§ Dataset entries
----------------------------------------

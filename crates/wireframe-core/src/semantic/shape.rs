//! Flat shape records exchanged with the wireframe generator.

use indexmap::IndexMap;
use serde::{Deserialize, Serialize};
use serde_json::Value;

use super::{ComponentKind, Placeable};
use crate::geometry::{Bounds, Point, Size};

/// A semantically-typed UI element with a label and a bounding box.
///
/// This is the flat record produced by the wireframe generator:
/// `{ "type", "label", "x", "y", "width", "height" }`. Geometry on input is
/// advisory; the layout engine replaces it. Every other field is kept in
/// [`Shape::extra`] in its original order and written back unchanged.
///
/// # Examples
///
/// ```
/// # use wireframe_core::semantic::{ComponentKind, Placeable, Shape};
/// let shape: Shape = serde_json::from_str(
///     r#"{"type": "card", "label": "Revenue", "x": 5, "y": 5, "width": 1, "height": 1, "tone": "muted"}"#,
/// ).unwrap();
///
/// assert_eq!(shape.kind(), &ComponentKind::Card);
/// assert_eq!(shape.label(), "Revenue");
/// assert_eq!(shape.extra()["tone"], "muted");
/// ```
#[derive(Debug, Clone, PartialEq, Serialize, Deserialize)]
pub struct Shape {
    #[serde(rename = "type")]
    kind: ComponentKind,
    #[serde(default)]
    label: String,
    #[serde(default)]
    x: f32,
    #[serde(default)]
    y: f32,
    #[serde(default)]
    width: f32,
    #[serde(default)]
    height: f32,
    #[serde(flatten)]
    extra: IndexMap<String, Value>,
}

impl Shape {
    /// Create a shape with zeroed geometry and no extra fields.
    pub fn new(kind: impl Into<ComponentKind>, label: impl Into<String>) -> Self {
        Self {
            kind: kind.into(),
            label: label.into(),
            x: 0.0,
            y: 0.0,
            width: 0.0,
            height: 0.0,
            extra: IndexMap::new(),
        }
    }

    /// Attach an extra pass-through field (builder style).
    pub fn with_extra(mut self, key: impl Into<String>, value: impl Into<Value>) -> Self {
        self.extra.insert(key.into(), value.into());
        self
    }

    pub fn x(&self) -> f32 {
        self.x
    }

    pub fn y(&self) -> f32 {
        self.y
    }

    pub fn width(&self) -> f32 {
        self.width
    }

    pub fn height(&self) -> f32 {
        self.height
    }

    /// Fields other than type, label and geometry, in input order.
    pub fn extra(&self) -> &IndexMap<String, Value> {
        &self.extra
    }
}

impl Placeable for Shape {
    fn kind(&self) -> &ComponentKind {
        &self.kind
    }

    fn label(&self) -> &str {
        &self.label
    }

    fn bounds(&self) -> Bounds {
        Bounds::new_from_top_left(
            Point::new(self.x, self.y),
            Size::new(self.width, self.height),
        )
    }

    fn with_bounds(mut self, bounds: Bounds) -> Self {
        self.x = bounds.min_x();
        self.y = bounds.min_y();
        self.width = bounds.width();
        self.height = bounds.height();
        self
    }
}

----------------------------------------

Report all lines above with "Placeable".

§ OUTPUT BELOW
use super::{ComponentKind, Placeable};
/// # use wireframe_core::semantic::{ComponentKind, Placeable, Shape};
impl Placeable for Shape {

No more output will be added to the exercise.